Entries taken from a collection:
*****

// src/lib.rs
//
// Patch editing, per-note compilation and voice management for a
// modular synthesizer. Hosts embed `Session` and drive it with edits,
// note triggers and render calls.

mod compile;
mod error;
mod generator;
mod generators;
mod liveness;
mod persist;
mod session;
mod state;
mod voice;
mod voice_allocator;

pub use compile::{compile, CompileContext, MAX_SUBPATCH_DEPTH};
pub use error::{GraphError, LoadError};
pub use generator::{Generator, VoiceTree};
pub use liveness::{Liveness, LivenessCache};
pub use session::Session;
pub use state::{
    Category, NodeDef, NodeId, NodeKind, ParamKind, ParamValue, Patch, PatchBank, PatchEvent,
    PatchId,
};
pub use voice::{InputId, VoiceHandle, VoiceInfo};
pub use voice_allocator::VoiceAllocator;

*****

Work request: Among the lines above, count those containing "error", and give only the number.

Output of the task: 2